Monday, November 20, 2006

Blaming Paxil for Financial Fraud

The side effects of Paxil have become well known enough that convicts are trying to use it as an excuse for their misdeeds. As seen in this report.

Patrick Henry Stewart, a mid level finance professional who stole $1.8-million from ex-employer Jabil Circuit and will be sentenced for wire fraud next week, is waging a last-minute bid to avoid prison time.

His angle? The Paxil made me do it.

Stewart, 42, pled guilty this fall to writing more than 100 company checks to himself and his creditors. In exchange for his cooperation, federal prosecutors agreed to recommend a reduction in the maximum prison term of 20 years.

But in motions filed this week, attorney Kevin Darken cited testimony from three psychiatrists who claim Stewart was suffering from an undiagnosed case of bipolar disorder when a doctor prescribed him the antidepressant Paxil in 2002. The interaction allegedly flipped a "manic switch" that caused Stewart to make bizarre and impulsive decisions throughout his two-year-long scam.

According to Darken, Stewart allegedly:

- Kept a parrot in his Jabil office even though it bit people; ate a bag of marijuana while in Amsterdam on a business trip; and drank so heavily at an Orlando conference for Jabil controllers that he cut his head open in the pool.

- Bought a 2.2-pound gold bar, a gold-plated Colt .45 pistol, mailboxes for seven of his Hunter's Green neighbors, $100,000 worth of coins, a solo ticket for a trip down the Amazon River and a John Deere lawn mower that he drove home from the store. He also donated more than $25,000 to the Tampa Bay Performing Arts Center. Daily shoplifting ventures culminated with his arrest outside a Publix grocery store.

"If this problem had been identified quickly and early ... I have no doubt that Stewart would not have suffered from this manic behavior and would not find himself in his current legal predicament," University of South Florida psychiatric research director David Sheehan said in a letter to the court. "This phenomenon of secondary mania has been well-documented in medical literature."
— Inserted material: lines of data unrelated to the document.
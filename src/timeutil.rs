//! Time and schedule utilities.
//!
//! Pure helpers for HH:MM ranges, block timestamps and duration strings,
//! plus the [`Clock`] seam the engine reads wall-clock time through.

use std::sync::Mutex;
use std::time::Duration;

use chrono::{DateTime, FixedOffset, Local, NaiveTime, TimeZone, Timelike};

use crate::types::ValidationError;

/// Layout of persisted block timestamps (`2024-05-06 17:00:00 +0200`).
pub const TIMESTAMP_FORMAT: &str = "%Y-%m-%d %H:%M:%S %z";

/// Layout of schedule times.
pub const HHMM_FORMAT: &str = "%H:%M";

// ============================================================================
// Clock
// ============================================================================

/// Source of wall-clock time.
pub trait Clock: Send + Sync {
    /// Returns the current local time with its UTC offset.
    fn now(&self) -> DateTime<FixedOffset>;
}

/// Clock backed by the system's local time.
#[derive(Debug, Default, Clone, Copy)]
pub struct SystemClock;

impl Clock for SystemClock {
    fn now(&self) -> DateTime<FixedOffset> {
        Local::now().fixed_offset()
    }
}

/// Clock that returns a settable instant. Used by tests.
#[derive(Debug)]
pub struct FixedClock {
    now: Mutex<DateTime<FixedOffset>>,
}

impl FixedClock {
    /// Creates a clock frozen at `now`.
    #[must_use]
    pub fn new(now: DateTime<FixedOffset>) -> Self {
        Self {
            now: Mutex::new(now),
        }
    }

    /// Creates a clock frozen at a timestamp in [`TIMESTAMP_FORMAT`].
    ///
    /// # Panics
    ///
    /// Panics if `timestamp` does not parse; intended for test fixtures.
    #[must_use]
    pub fn at(timestamp: &str) -> Self {
        Self::new(parse_timestamp(timestamp).expect("valid fixture timestamp"))
    }

    /// Moves the clock to `now`.
    pub fn set(&self, now: DateTime<FixedOffset>) {
        *self.now.lock().unwrap_or_else(|e| e.into_inner()) = now;
    }

    /// Advances the clock by `by`.
    pub fn advance(&self, by: chrono::Duration) {
        let mut now = self.now.lock().unwrap_or_else(|e| e.into_inner());
        *now += by;
    }
}

impl Clock for FixedClock {
    fn now(&self) -> DateTime<FixedOffset> {
        *self.now.lock().unwrap_or_else(|e| e.into_inner())
    }
}

// ============================================================================
// Timestamps
// ============================================================================

/// Formats a block timestamp.
pub fn format_timestamp(at: &DateTime<FixedOffset>) -> String {
    at.format(TIMESTAMP_FORMAT).to_string()
}

/// Parses a block timestamp.
pub fn parse_timestamp(value: &str) -> Result<DateTime<FixedOffset>, chrono::ParseError> {
    DateTime::parse_from_str(value.trim(), TIMESTAMP_FORMAT)
}

/// Returns the remaining time until `expiry`, zero if it has passed.
pub fn until(now: &DateTime<FixedOffset>, expiry: &DateTime<FixedOffset>) -> Duration {
    (*expiry - *now).to_std().unwrap_or(Duration::ZERO)
}

// ============================================================================
// HH:MM ranges
// ============================================================================

/// Validates and normalises a schedule time.
///
/// Accepts `HH:MM` or `HHMM`; returns the `HH:MM` form.
pub fn format_time(input: &str) -> Result<String, ValidationError> {
    let input = input.trim();
    let invalid = || ValidationError::InvalidTime(input.to_string());

    let bytes = input.as_bytes();
    let normalised = match bytes.len() {
        4 if bytes.iter().all(u8::is_ascii_digit) => {
            format!("{}:{}", &input[..2], &input[2..])
        }
        5 if bytes[2] == b':'
            && [0, 1, 3, 4].iter().all(|&i| bytes[i].is_ascii_digit()) =>
        {
            input.to_string()
        }
        _ => return Err(invalid()),
    };

    let (hours, minutes) = normalised.split_once(':').ok_or_else(invalid)?;
    let hours: u32 = hours.parse().map_err(|_| invalid())?;
    let minutes: u32 = minutes.parse().map_err(|_| invalid())?;
    if hours > 23 || minutes > 59 {
        return Err(invalid());
    }

    Ok(format!("{hours:02}:{minutes:02}"))
}

/// Parses an `HH:MM` value.
pub fn parse_hhmm(value: &str) -> Result<NaiveTime, ValidationError> {
    NaiveTime::parse_from_str(value.trim(), HHMM_FORMAT)
        .map_err(|_| ValidationError::InvalidTime(value.trim().to_string()))
}

/// Checks that `end` is strictly after `start`.
pub fn check_start_before_end(start: &str, end: &str) -> Result<(), ValidationError> {
    let start_time = parse_hhmm(start)?;
    let end_time = parse_hhmm(end)?;
    if end_time <= start_time {
        return Err(ValidationError::EndNotAfterStart {
            start: start.to_string(),
            end: end.to_string(),
        });
    }
    Ok(())
}

/// Returns true when `current` lies strictly between `start` and `end`.
///
/// Comparison happens at minute precision, so 09:00:45 is not inside a
/// range that starts at 09:00. Unparseable bounds never contain anything.
pub fn is_time_in_range(current: NaiveTime, start: &str, end: &str) -> bool {
    let (Ok(start), Ok(end)) = (parse_hhmm(start), parse_hhmm(end)) else {
        return false;
    };
    let current = current
        .with_second(0)
        .and_then(|t| t.with_nanosecond(0))
        .unwrap_or(current);
    start < current && current < end
}

/// Combines the date of `now` with a schedule time in the same offset.
pub fn at_time_today(
    now: &DateTime<FixedOffset>,
    hhmm: &str,
) -> Result<DateTime<FixedOffset>, ValidationError> {
    let time = parse_hhmm(hhmm)?;
    now.offset()
        .from_local_datetime(&now.date_naive().and_time(time))
        .single()
        .ok_or_else(|| ValidationError::InvalidTime(hhmm.to_string()))
}

// ============================================================================
// Durations
// ============================================================================

/// Parses a duration such as `10s`, `30m`, `1h`, `2h30m` or `1.5h`.
///
/// Units: `ns`, `us`, `µs`, `ms`, `s`, `m`, `h`. A bare `0` is accepted.
pub fn parse_duration(input: &str) -> Result<Duration, ValidationError> {
    let trimmed = input.trim();
    let invalid = || ValidationError::InvalidDuration(trimmed.to_string());

    if trimmed.is_empty() {
        return Err(invalid());
    }
    if trimmed == "0" {
        return Ok(Duration::ZERO);
    }

    let mut total_nanos: f64 = 0.0;
    let mut rest = trimmed;
    while !rest.is_empty() {
        let number_len = rest
            .find(|c: char| !(c.is_ascii_digit() || c == '.'))
            .ok_or_else(invalid)?;
        if number_len == 0 {
            return Err(invalid());
        }
        let value: f64 = rest[..number_len].parse().map_err(|_| invalid())?;
        rest = &rest[number_len..];

        let unit_len = rest
            .find(|c: char| c.is_ascii_digit() || c == '.')
            .unwrap_or(rest.len());
        let scale = match &rest[..unit_len] {
            "ns" => 1.0,
            "us" | "µs" => 1e3,
            "ms" => 1e6,
            "s" => 1e9,
            "m" => 60.0 * 1e9,
            "h" => 3600.0 * 1e9,
            _ => return Err(invalid()),
        };
        rest = &rest[unit_len..];
        total_nanos += value * scale;
    }

    if !total_nanos.is_finite() || total_nanos > u64::MAX as f64 {
        return Err(invalid());
    }
    Ok(Duration::from_nanos(total_nanos.round() as u64))
}

/// Renders a duration as `1h 05m 03s`, dropping leading zero units.
pub fn humanize(duration: Duration) -> String {
    let total = duration.as_secs();
    let (hours, minutes, seconds) = (total / 3600, (total % 3600) / 60, total % 60);
    match (hours, minutes) {
        (0, 0) => format!("{seconds}s"),
        (0, _) => format!("{minutes}m {seconds:02}s"),
        _ => format!("{hours}h {minutes:02}m {seconds:02}s"),
    }
}
//! Error types for startup service registration.

use std::io;
use std::path::PathBuf;

use thiserror::Error;

/// Startup service registration error type.
#[derive(Debug, Error)]
pub enum ServiceError {
    /// The running executable's path is unknown.
    #[error("failed to resolve selfcontrol binary path: {0}")]
    BinaryPathResolution(#[source] io::Error),

    /// Home directory not found.
    #[error("failed to get home directory")]
    HomeDirectoryNotFound,

    /// Failed to create directory.
    #[error("failed to create directory {}: {source}", path.display())]
    DirectoryCreation {
        /// Directory path
        path: PathBuf,
        /// Underlying OS error
        #[source]
        source: io::Error,
    },

    /// Failed to write the service file.
    #[error("failed to write service file {}: {source}", path.display())]
    FileWrite {
        /// Service file path
        path: PathBuf,
        /// Underlying OS error
        #[source]
        source: io::Error,
    },

    /// Failed to remove the service file.
    #[error("failed to remove service file {}: {source}", path.display())]
    FileRemove {
        /// Service file path
        path: PathBuf,
        /// Underlying OS error
        #[source]
        source: io::Error,
    },

    /// Failed to serialize plist.
    #[error("failed to serialize plist: {0}")]
    PlistSerialize(#[source] plist::Error),

    /// Failed to convert plist to UTF-8 string.
    #[error("failed to convert plist to UTF-8: {0}")]
    PlistUtf8(#[source] std::string::FromUtf8Error),

    /// The service manager could not be executed.
    #[error("failed to execute {program}: {source}")]
    CommandExecution {
        /// Program name
        program: &'static str,
        /// Underlying OS error
        #[source]
        source: io::Error,
    },

    /// The service manager reported a failure.
    #[error("{program} {action} failed: {stderr}")]
    CommandFailed {
        /// Program name
        program: &'static str,
        /// Subcommand
        action: String,
        /// Captured standard error
        stderr: String,
    },

    /// No service manager is supported on this platform.
    #[error("startup registration is not supported on this platform")]
    Unsupported,
}

/// Result type for service registration.
pub type Result<T> = std::result::Result<T, ServiceError>;

#[cfg(test)]
mod tests {
    use super::*;

    #[test]
    fn test_error_display_home_directory_not_found() {
        let err = ServiceError::HomeDirectoryNotFound;
        assert!(err.to_string().contains("home directory"));
    }

    #[test]
    fn test_error_display_command_failed() {
        let err = ServiceError::CommandFailed {
            program: "systemctl",
            action: "enable".to_string(),
            stderr: "access denied".to_string(),
        };
        assert_eq!(err.to_string(), "systemctl enable failed: access denied");
    }

    #[test]
    fn test_error_display_file_write_includes_path() {
        let err = ServiceError::FileWrite {
            path: PathBuf::from("/etc/systemd/system/selfcontrol.service"),
            source: io::Error::from(io::ErrorKind::PermissionDenied),
        };
        assert!(err.to_string().contains("selfcontrol.service"));
    }
}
Stewart called his check-writing scheme compulsive and risky during a 2005 psychiatric evaluation.

"I didn't set up any shadow companies," he reportedly told Sheehan. "I just processed the checks ... (and) copied them on the copier in front of my colleagues and bosses."

Stewart kept each check under $50,000 so that he wouldn't need to obtain a second signature.

Stewart has repaid more than $1-million to Jabil. The federal government is reclaiming still more by seizing his home, cars and other assets.

Jabil spokeswoman Beth Walters said she was unaware of Stewart's last-minute gambit.

"We're confident the U.S. Attorneys' office will address the purported 'Paxil defense' during Monday's hearing," she said.
UPDATE: Apparently the Judge Agrees
A federal judge in Tampa is agreeing with the claim of a business executive who says the anti-depressant drug Paxil prompted him to embezzle one-point-eight million dollars from a former employer.

The judge granted a reduced sentence — sending Patrick Stewart to a year of home confinement and five years of probation. He did so partly because defense lawyers produced studies and experts that said the drug sometimes causes arrogant and uncontrollable behavior in people with bipolar disorder.

Prosecutors wanted Stewart to go to jail for at least three and a-half years.

The company he took the money from says the sentence sends "the wrong message.